*** Records for processing ***

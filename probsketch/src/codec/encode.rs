// Licensed to the Apache Software Foundation (ASF) under one
// or more contributor license agreements.  See the NOTICE file
// distributed with this work for additional information
// regarding copyright ownership.  The ASF licenses this file
// to you under the Apache License, Version 2.0 (the
// "License"); you may not use this file except in compliance
// with the License.  You may obtain a copy of the License at
//
//   http://www.apache.org/licenses/LICENSE-2.0
//
// Unless required by applicable law or agreed to in writing,
// software distributed under the License is distributed on an
// "AS IS" BASIS, WITHOUT WARRANTIES OR CONDITIONS OF ANY
// KIND, either express or implied.  See the License for the
// specific language governing permissions and limitations
// under the License.

/// A simple wrapper around a `Vec<u8>` that provides methods for writing various types of data.
pub(crate) struct SketchBytes {
    bytes: Vec<u8>,
}

impl SketchBytes {
    /// Constructs an empty `SketchBytes` with at least the specified capacity.
    pub fn with_capacity(capacity: usize) -> Self {
        Self {
            bytes: Vec::with_capacity(capacity),
        }
    }

    /// Consumes the `SketchBytes` and returns the underlying `Vec<u8>`.
    pub fn into_bytes(self) -> Vec<u8> {
        self.bytes
    }

    /// Writes the given byte slice to the `SketchBytes`.
    pub fn write(&mut self, buf: &[u8]) {
        self.bytes.extend_from_slice(buf);
    }

    /// Writes a single byte to the `SketchBytes`.
    pub fn write_u8(&mut self, n: u8) {
        self.bytes.push(n);
    }

    /// Writes a 16-bit unsigned integer to the `SketchBytes` in little-endian byte order.
    pub fn write_u16_le(&mut self, n: u16) {
        self.write(&n.to_le_bytes());
    }

    /// Writes a 64-bit unsigned integer to the `SketchBytes` in little-endian byte order.
    pub fn write_u64_le(&mut self, n: u64) {
        self.write(&n.to_le_bytes());
    }

    /// Writes a 64-bit signed integer to the `SketchBytes` in little-endian byte order.
    pub fn write_i64_le(&mut self, n: i64) {
        self.write(&n.to_le_bytes());
    }
}
// Licensed to the Apache Software Foundation (ASF) under one
// or more contributor license agreements.  See the NOTICE file
// distributed with this work for additional information
// regarding copyright ownership.  The ASF licenses this file
// to you under the Apache License, Version 2.0 (the
// "License"); you may not use this file except in compliance
// with the License.  You may obtain a copy of the License at
//
//   http://www.apache.org/licenses/LICENSE-2.0
//
// Unless required by applicable law or agreed to in writing,
// software distributed under the License is distributed on an
// "AS IS" BASIS, WITHOUT WARRANTIES OR CONDITIONS OF ANY
// KIND, either express or implied.  See the License for the
// specific language governing permissions and limitations
// under the License.

use std::fmt;

use crate::hash::MurmurHash3X64128;

/// The seeded hash family used by an [`InvertibleBloomTable`](super::InvertibleBloomTable).
///
/// Implementations must be pure: the same `(bytes, seed)` always yields the
/// same checksum and the same cover set, in every process. Decoding replays
/// [`indices`](Self::indices) to find the cells a recovered element touches, so
/// two tables can only be compared when they were built with equivalent hashers.
pub trait CellHasher: Clone + fmt::Debug {
    /// Returns the checksum accumulated in a cell's hash sum.
    fn hash(&self, bytes: &[u8], seed: u64) -> u64;

    /// Returns the `num_hashes` distinct cell positions in `[0, num_cells)` that
    /// `bytes` is routed to.
    fn indices(&self, bytes: &[u8], seed: u64, num_hashes: u16, num_cells: usize) -> Vec<usize>;
}

/// The default [`CellHasher`], built on MurmurHash3 x64/128.
///
/// The checksum and the cover set are drawn from two different seeds so the
/// purity check stays independent of cell placement.
#[derive(Debug, Clone, Copy, Default, PartialEq, Eq)]
pub struct Murmur3CellHasher;

impl CellHasher for Murmur3CellHasher {
    fn hash(&self, bytes: &[u8], seed: u64) -> u64 {
        MurmurHash3X64128::hash(bytes, seed).0
    }

    fn indices(&self, bytes: &[u8], seed: u64, num_hashes: u16, num_cells: usize) -> Vec<usize> {
        let (h1, h2) = MurmurHash3X64128::hash(bytes, seed.wrapping_add(1));
        distinct_indices(h1, h2, num_hashes, num_cells)
    }
}

/// Kirsch-Mitzenmacher double hashing, `(h1 + i * h2) mod m`, with linear
/// probing past positions already taken so that no cell is visited twice.
pub(super) fn distinct_indices(h1: u64, h2: u64, num_hashes: u16, num_cells: usize) -> Vec<usize> {
    let k = usize::from(num_hashes).min(num_cells);
    let mut out = Vec::with_capacity(k);
    for i in 0..k {
        let hash = h1.wrapping_add((i as u64).wrapping_mul(h2));
        let mut index = (hash % num_cells as u64) as usize;
        while out.contains(&index) {
            index = (index + 1) % num_cells;
        }
        out.push(index);
    }
    out
}
// Licensed to the Apache Software Foundation (ASF) under one
// or more contributor license agreements.  See the NOTICE file
// distributed with this work for additional information
// regarding copyright ownership.  The ASF licenses this file
// to you under the Apache License, Version 2.0 (the
// "License"); you may not use this file except in compliance
// with the License.  You may obtain a copy of the License at
//
//   http://www.apache.org/licenses/LICENSE-2.0
//
// Unless required by applicable law or agreed to in writing,
// software distributed under the License is distributed on an
// "AS IS" BASIS, WITHOUT WARRANTIES OR CONDITIONS OF ANY
// KIND, either express or implied.  See the License for the
// specific language governing permissions and limitations
// under the License.

use std::io;
use std::io::Cursor;
use std::io::Read;

use byteorder::LittleEndian;
use byteorder::ReadBytesExt;

/// A read cursor over serialized sketch bytes.
pub(crate) struct SketchSlice<'a> {
    slice: Cursor<&'a [u8]>,
}

impl<'a> SketchSlice<'a> {
    pub fn new(slice: &'a [u8]) -> Self {
        SketchSlice {
            slice: Cursor::new(slice),
        }
    }

    /// Number of bytes not yet consumed.
    pub fn remaining(&self) -> usize {
        let len = self.slice.get_ref().len() as u64;
        len.saturating_sub(self.slice.position()) as usize
    }

    pub fn read_exact(&mut self, buf: &mut [u8]) -> io::Result<()> {
        self.slice.read_exact(buf)
    }

    pub fn read_u8(&mut self) -> io::Result<u8> {
        self.slice.read_u8()
    }

    pub fn read_u16_le(&mut self) -> io::Result<u16> {
        self.slice.read_u16::<LittleEndian>()
    }

    pub fn read_u64_le(&mut self) -> io::Result<u64> {
        self.slice.read_u64::<LittleEndian>()
    }

    pub fn read_i64_le(&mut self) -> io::Result<i64> {
        self.slice.read_i64::<LittleEndian>()
    }
}

#[cfg(test)]
mod tests {
    use super::*;
    use crate::codec::SketchBytes;

    #[test]
    fn test_read_back_written_values() {
        let mut bytes = SketchBytes::with_capacity(32);
        bytes.write_u8(7);
        bytes.write_u16_le(0xbeef);
        bytes.write_u64_le(u64::MAX - 1);
        bytes.write_i64_le(-3);
        let bytes = bytes.into_bytes();
        assert_eq!(bytes.len(), 1 + 2 + 8 + 8);

        let mut cursor = SketchSlice::new(&bytes);
        assert_eq!(cursor.read_u8().unwrap(), 7);
        assert_eq!(cursor.read_u16_le().unwrap(), 0xbeef);
        assert_eq!(cursor.remaining(), 16);
        assert_eq!(cursor.read_u64_le().unwrap(), u64::MAX - 1);
        assert_eq!(cursor.read_i64_le().unwrap(), -3);
        assert_eq!(cursor.remaining(), 0);
        assert!(cursor.read_u8().is_err());
    }

    #[test]
    fn test_read_exact_short_buffer() {
        let mut cursor = SketchSlice::new(&[1, 2, 3]);
        let mut buf = [0u8; 4];
        assert!(cursor.read_exact(&mut buf).is_err());
    }
}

*** End of Records for processing ***

Set the entries down again, unchanged and complete.

Written solution:
filename probsketch/src/codec/encode.rs
// Licensed to the Apache Software Foundation (ASF) under one
// or more contributor license agreements.  See the NOTICE file
// distributed with this work for additional information
// regarding copyright ownership.  The ASF licenses this file
// to you under the Apache License, Version 2.0 (the
// "License"); you may not use this file except in compliance
// with the License.  You may obtain a copy of the License at
//
//   http://www.apache.org/licenses/LICENSE-2.0
//
// Unless required by applicable law or agreed to in writing,
// software distributed under the License is distributed on an
// "AS IS" BASIS, WITHOUT WARRANTIES OR CONDITIONS OF ANY
// KIND, either express or implied.  See the License for the
// specific language governing permissions and limitations
// under the License.

/// A simple wrapper around a `Vec<u8>` that provides methods for writing various types of data.
pub(crate) struct SketchBytes {
    bytes: Vec<u8>,
}

impl SketchBytes {
    /// Constructs an empty `SketchBytes` with at least the specified capacity.
    pub fn with_capacity(capacity: usize) -> Self {
        Self {
            bytes: Vec::with_capacity(capacity),
        }
    }

    /// Consumes the `SketchBytes` and returns the underlying `Vec<u8>`.
    pub fn into_bytes(self) -> Vec<u8> {
        self.bytes
    }

    /// Writes the given byte slice to the `SketchBytes`.
    pub fn write(&mut self, buf: &[u8]) {
        self.bytes.extend_from_slice(buf);
    }

    /// Writes a single byte to the `SketchBytes`.
    pub fn write_u8(&mut self, n: u8) {
        self.bytes.push(n);
    }

    /// Writes a 16-bit unsigned integer to the `SketchBytes` in little-endian byte order.
    pub fn write_u16_le(&mut self, n: u16) {
        self.write(&n.to_le_bytes());
    }

    /// Writes a 64-bit unsigned integer to the `SketchBytes` in little-endian byte order.
    pub fn write_u64_le(&mut self, n: u64) {
        self.write(&n.to_le_bytes());
    }

    /// Writes a 64-bit signed integer to the `SketchBytes` in little-endian byte order.
    pub fn write_i64_le(&mut self, n: i64) {
        self.write(&n.to_le_bytes());
    }
}
// Licensed to the Apache Software Foundation (ASF) under one
// or more contributor license agreements.  See the NOTICE file
// distributed with this work for additional information
// regarding copyright ownership.  The ASF licenses this file
// to you under the Apache License, Version 2.0 (the
// "License"); you may not use this file except in compliance
// with the License.  You may obtain a copy of the License at
//
//   http://www.apache.org/licenses/LICENSE-2.0
//
// Unless required by applicable law or agreed to in writing,
// software distributed under the License is distributed on an
// "AS IS" BASIS, WITHOUT WARRANTIES OR CONDITIONS OF ANY
// KIND, either express or implied.  See the License for the
// specific language governing permissions and limitations
// under the License.

use std::fmt;

use crate::hash::MurmurHash3X64128;

/// The seeded hash family used by an [`InvertibleBloomTable`](super::InvertibleBloomTable).
///
/// Implementations must be pure: the same `(bytes, seed)` always yields the
/// same checksum and the same cover set, in every process. Decoding replays
/// [`indices`](Self::indices) to find the cells a recovered element touches, so
/// two tables can only be compared when they were built with equivalent hashers.
pub trait CellHasher: Clone + fmt::Debug {
    /// Returns the checksum accumulated in a cell's hash sum.
    fn hash(&self, bytes: &[u8], seed: u64) -> u64;

    /// Returns the `num_hashes` distinct cell positions in `[0, num_cells)` that
    /// `bytes` is routed to.
    fn indices(&self, bytes: &[u8], seed: u64, num_hashes: u16, num_cells: usize) -> Vec<usize>;
}

/// The default [`CellHasher`], built on MurmurHash3 x64/128.
///
/// The checksum and the cover set are drawn from two different seeds so the
/// purity check stays independent of cell placement.
#[derive(Debug, Clone, Copy, Default, PartialEq, Eq)]
pub struct Murmur3CellHasher;

impl CellHasher for Murmur3CellHasher {
    fn hash(&self, bytes: &[u8], seed: u64) -> u64 {
        MurmurHash3X64128::hash(bytes, seed).0
    }

    fn indices(&self, bytes: &[u8], seed: u64, num_hashes: u16, num_cells: usize) -> Vec<usize> {
        let (h1, h2) = MurmurHash3X64128::hash(bytes, seed.wrapping_add(1));
        distinct_indices(h1, h2, num_hashes, num_cells)
    }
}

/// Kirsch-Mitzenmacher double hashing, `(h1 + i * h2) mod m`, with linear
/// probing past positions already taken so that no cell is visited twice.
pub(super) fn distinct_indices(h1: u64, h2: u64, num_hashes: u16, num_cells: usize) -> Vec<usize> {
    let k = usize::from(num_hashes).min(num_cells);
    let mut out = Vec::with_capacity(k);
    for i in 0..k {
        let hash = h1.wrapping_add((i as u64).wrapping_mul(h2));
        let mut index = (hash % num_cells as u64) as usize;
        while out.contains(&index) {
            index = (index + 1) % num_cells;
        }
        out.push(index);
    }
    out
}
// Licensed to the Apache Software Foundation (ASF) under one
// or more contributor license agreements.  See the NOTICE file
// distributed with this work for additional information
// regarding copyright ownership.  The ASF licenses this file
// to you under the Apache License, Version 2.0 (the
// "License"); you may not use this file except in compliance
// with the License.  You may obtain a copy of the License at
//
//   http://www.apache.org/licenses/LICENSE-2.0
//
// Unless required by applicable law or agreed to in writing,
// software distributed under the License is distributed on an
// "AS IS" BASIS, WITHOUT WARRANTIES OR CONDITIONS OF ANY
// KIND, either express or implied.  See the License for the
// specific language governing permissions and limitations
// under the License.

use std::io;
use std::io::Cursor;
use std::io::Read;

use byteorder::LittleEndian;
use byteorder::ReadBytesExt;

/// A read cursor over serialized sketch bytes.
pub(crate) struct SketchSlice<'a> {
    slice: Cursor<&'a [u8]>,
}

impl<'a> SketchSlice<'a> {
    pub fn new(slice: &'a [u8]) -> Self {
        SketchSlice {
            slice: Cursor::new(slice),
        }
    }

    /// Number of bytes not yet consumed.
    pub fn remaining(&self) -> usize {
        let len = self.slice.get_ref().len() as u64;
        len.saturating_sub(self.slice.position()) as usize
    }

    pub fn read_exact(&mut self, buf: &mut [u8]) -> io::Result<()> {
        self.slice.read_exact(buf)
    }

    pub fn read_u8(&mut self) -> io::Result<u8> {
        self.slice.read_u8()
    }

    pub fn read_u16_le(&mut self) -> io::Result<u16> {
        self.slice.read_u16::<LittleEndian>()
    }

    pub fn read_u64_le(&mut self) -> io::Result<u64> {
        self.slice.read_u64::<LittleEndian>()
    }

    pub fn read_i64_le(&mut self) -> io::Result<i64> {
        self.slice.read_i64::<LittleEndian>()
    }
}

#[cfg(test)]
mod tests {
    use super::*;
    use crate::codec::SketchBytes;

    #[test]
    fn test_read_back_written_values() {
        let mut bytes = SketchBytes::with_capacity(32);
        bytes.write_u8(7);
        bytes.write_u16_le(0xbeef);
        bytes.write_u64_le(u64::MAX - 1);
        bytes.write_i64_le(-3);
        let bytes = bytes.into_bytes();
        assert_eq!(bytes.len(), 1 + 2 + 8 + 8);

        let mut cursor = SketchSlice::new(&bytes);
        assert_eq!(cursor.read_u8().unwrap(), 7);
        assert_eq!(cursor.read_u16_le().unwrap(), 0xbeef);
        assert_eq!(cursor.remaining(), 16);
        assert_eq!(cursor.read_u64_le().unwrap(), u64::MAX - 1);
        assert_eq!(cursor.read_i64_le().unwrap(), -3);
        assert_eq!(cursor.remaining(), 0);
        assert!(cursor.read_u8().is_err());
    }

    #[test]
    fn test_read_exact_short_buffer() {
        let mut cursor = SketchSlice::new(&[1, 2, 3]);
        let mut buf = [0u8; 4];
        assert!(cursor.read_exact(&mut buf).is_err());
    }
}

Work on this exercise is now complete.